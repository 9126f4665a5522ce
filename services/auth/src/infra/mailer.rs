use std::sync::Arc;
use std::time::Duration;

use serde::Serialize;

use crate::domain::repository::{DeliveryError, OtpMailer};

#[derive(Serialize)]
struct SendEmailRequest<'a> {
    from: &'a str,
    to: [&'a str; 1],
    subject: &'a str,
    html: String,
}

/// Sends login codes through the Resend HTTP API.
#[derive(Clone)]
pub struct ResendMailer {
    client: reqwest::Client,
    base_url: Arc<str>,
    api_key: Arc<str>,
    from: Arc<str>,
}

impl ResendMailer {
    pub fn new(
        base_url: &str,
        api_key: &str,
        from: &str,
        timeout: Duration,
    ) -> Result<Self, reqwest::Error> {
        let client = reqwest::Client::builder().timeout(timeout).build()?;
        Ok(Self {
            client,
            base_url: base_url.trim_end_matches('/').into(),
            api_key: api_key.into(),
            from: from.into(),
        })
    }
}

fn render_code_email(code: &str) -> String {
    format!(
        r#"<div style="font-family: Arial, sans-serif; max-width: 600px; margin: 0 auto;">
  <h2 style="color: #2563eb;">Your Login Code</h2>
  <p>Enter this code to finish signing in to AeroRide:</p>
  <div style="background: #f3f4f6; padding: 20px; border-radius: 8px; margin: 20px 0;">
    <h1 style="margin: 0; font-size: 32px; letter-spacing: 4px; text-align: center;">{code}</h1>
  </div>
  <p style="color: #6b7280; font-size: 14px;">This code expires in 5 minutes.</p>
  <p style="color: #6b7280; font-size: 14px;">If you did not request it, you can ignore this email.</p>
</div>"#
    )
}

impl OtpMailer for ResendMailer {
    async fn send_code(&self, email: &str, code: &str) -> Result<(), DeliveryError> {
        let body = SendEmailRequest {
            from: &self.from,
            to: [email],
            subject: "Your AeroRide login code",
            html: render_code_email(code),
        };

        let response = self
            .client
            .post(format!("{}/emails", self.base_url))
            .bearer_auth(&*self.api_key)
            .json(&body)
            .send()
            .await
            .map_err(|e| DeliveryError(e.to_string()))?;

        let status = response.status();
        if !status.is_success() {
            let detail = response.text().await.unwrap_or_default();
            return Err(DeliveryError(format!("resend returned {status}: {detail}")));
        }
        Ok(())
    }
}
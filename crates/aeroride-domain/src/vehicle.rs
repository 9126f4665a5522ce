//! Vehicle classes and the static fare table.

use std::fmt;

use serde::{Deserialize, Serialize};

/// Bookable vehicle category. Determines base fare and per-km rate.
#[derive(Debug, Clone, Copy, PartialEq, Eq, Hash, Default, Serialize, Deserialize)]
#[serde(rename_all = "snake_case")]
pub enum VehicleClass {
    #[default]
    #[serde(alias = "sedan")]
    Compact,
    Suv,
    Luxury,
    Van,
    Bus,
}

/// Price components for one vehicle class, in the deployment currency.
#[derive(Debug, Clone, Copy, PartialEq)]
pub struct FareRate {
    pub base: f64,
    pub per_km: f64,
}

impl FareRate {
    pub fn fare_for(&self, distance_km: f64) -> f64 {
        self.base + distance_km * self.per_km
    }
}

impl VehicleClass {
    pub const ALL: [VehicleClass; 5] = [
        Self::Compact,
        Self::Suv,
        Self::Luxury,
        Self::Van,
        Self::Bus,
    ];

    /// Parse a client-supplied class name. Unknown names fall back to
    /// [`VehicleClass::Compact`] instead of failing.
    pub fn from_name_lenient(name: &str) -> Self {
        match name.trim().to_ascii_lowercase().as_str() {
            "suv" => Self::Suv,
            "luxury" => Self::Luxury,
            "van" => Self::Van,
            "bus" => Self::Bus,
            _ => Self::Compact,
        }
    }

    pub fn as_str(self) -> &'static str {
        match self {
            Self::Compact => "compact",
            Self::Suv => "suv",
            Self::Luxury => "luxury",
            Self::Van => "van",
            Self::Bus => "bus",
        }
    }

    pub fn rate(self) -> FareRate {
        match self {
            Self::Compact => FareRate {
                base: 500.0,
                per_km: 150.0,
            },
            Self::Suv => FareRate {
                base: 800.0,
                per_km: 200.0,
            },
            Self::Luxury => FareRate {
                base: 1500.0,
                per_km: 400.0,
            },
            Self::Van => FareRate {
                base: 1000.0,
                per_km: 250.0,
            },
            Self::Bus => FareRate {
                base: 2000.0,
                per_km: 300.0,
            },
        }
    }
}

impl fmt::Display for VehicleClass {
    fn fmt(&self, f: &mut fmt::Formatter<'_>) -> fmt::Result {
        f.write_str(self.as_str())
    }
}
━━━━━━━━━━
_The task_:
Lines with "Luxury": find them in the data and copy each one.

_Solution to this task_:
    Luxury,
        Self::Luxury,
            "luxury" => Self::Luxury,
            Self::Luxury => "luxury",
            Self::Luxury => FareRate {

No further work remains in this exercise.